= Beginning of Section =

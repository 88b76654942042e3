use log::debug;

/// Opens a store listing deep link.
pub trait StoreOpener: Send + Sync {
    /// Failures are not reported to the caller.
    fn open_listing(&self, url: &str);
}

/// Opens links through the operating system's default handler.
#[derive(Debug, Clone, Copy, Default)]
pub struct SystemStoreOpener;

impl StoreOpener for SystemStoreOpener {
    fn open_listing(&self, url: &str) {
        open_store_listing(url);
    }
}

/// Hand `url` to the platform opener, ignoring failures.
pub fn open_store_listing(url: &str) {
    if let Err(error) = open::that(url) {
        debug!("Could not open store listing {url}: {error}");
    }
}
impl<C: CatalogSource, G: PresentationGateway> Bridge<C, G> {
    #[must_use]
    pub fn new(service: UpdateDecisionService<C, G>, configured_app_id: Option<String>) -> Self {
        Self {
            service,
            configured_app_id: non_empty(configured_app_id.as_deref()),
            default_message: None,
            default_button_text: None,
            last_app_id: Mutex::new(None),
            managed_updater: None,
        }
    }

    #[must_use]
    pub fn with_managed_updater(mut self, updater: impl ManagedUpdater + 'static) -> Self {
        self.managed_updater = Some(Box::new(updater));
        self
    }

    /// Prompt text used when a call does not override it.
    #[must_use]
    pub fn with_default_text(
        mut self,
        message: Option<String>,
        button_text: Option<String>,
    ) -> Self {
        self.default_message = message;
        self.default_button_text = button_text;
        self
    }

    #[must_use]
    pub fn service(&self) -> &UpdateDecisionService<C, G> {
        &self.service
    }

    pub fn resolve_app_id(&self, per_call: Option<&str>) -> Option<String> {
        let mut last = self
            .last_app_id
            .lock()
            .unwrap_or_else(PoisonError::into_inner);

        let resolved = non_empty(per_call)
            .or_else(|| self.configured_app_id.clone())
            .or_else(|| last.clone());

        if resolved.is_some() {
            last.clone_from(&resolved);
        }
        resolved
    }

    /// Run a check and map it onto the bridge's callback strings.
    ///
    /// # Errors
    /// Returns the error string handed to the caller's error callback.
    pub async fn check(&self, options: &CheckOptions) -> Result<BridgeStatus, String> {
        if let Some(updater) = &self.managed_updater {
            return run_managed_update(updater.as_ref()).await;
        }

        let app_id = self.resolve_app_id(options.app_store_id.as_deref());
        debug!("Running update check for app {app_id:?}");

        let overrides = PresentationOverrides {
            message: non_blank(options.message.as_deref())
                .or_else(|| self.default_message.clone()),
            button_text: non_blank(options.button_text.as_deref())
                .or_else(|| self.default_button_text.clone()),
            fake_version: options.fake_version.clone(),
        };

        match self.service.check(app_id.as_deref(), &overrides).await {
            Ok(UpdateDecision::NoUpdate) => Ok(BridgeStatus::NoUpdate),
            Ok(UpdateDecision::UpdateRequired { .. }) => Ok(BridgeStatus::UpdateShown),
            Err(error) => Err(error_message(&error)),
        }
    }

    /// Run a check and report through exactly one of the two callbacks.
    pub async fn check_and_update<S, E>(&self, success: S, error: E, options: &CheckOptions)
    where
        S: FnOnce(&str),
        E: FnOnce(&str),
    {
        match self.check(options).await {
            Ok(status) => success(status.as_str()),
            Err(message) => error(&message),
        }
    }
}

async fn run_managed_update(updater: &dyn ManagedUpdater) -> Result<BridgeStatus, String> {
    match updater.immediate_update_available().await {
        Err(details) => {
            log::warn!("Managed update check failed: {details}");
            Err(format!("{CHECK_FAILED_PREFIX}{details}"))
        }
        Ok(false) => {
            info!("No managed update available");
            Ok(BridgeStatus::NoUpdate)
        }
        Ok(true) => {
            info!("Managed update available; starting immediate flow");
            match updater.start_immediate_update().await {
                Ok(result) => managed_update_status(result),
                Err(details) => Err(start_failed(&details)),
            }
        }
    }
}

= End of Section =

PROBLEM TO SOLVE
Among the lines above, find the ones containing "await" and copy them.

YOUR RESPONSE
            return run_managed_update(updater.as_ref()).await;
        match self.service.check(app_id.as_deref(), &overrides).await {
        match self.check(options).await {
    match updater.immediate_update_available().await {
            match updater.start_immediate_update().await {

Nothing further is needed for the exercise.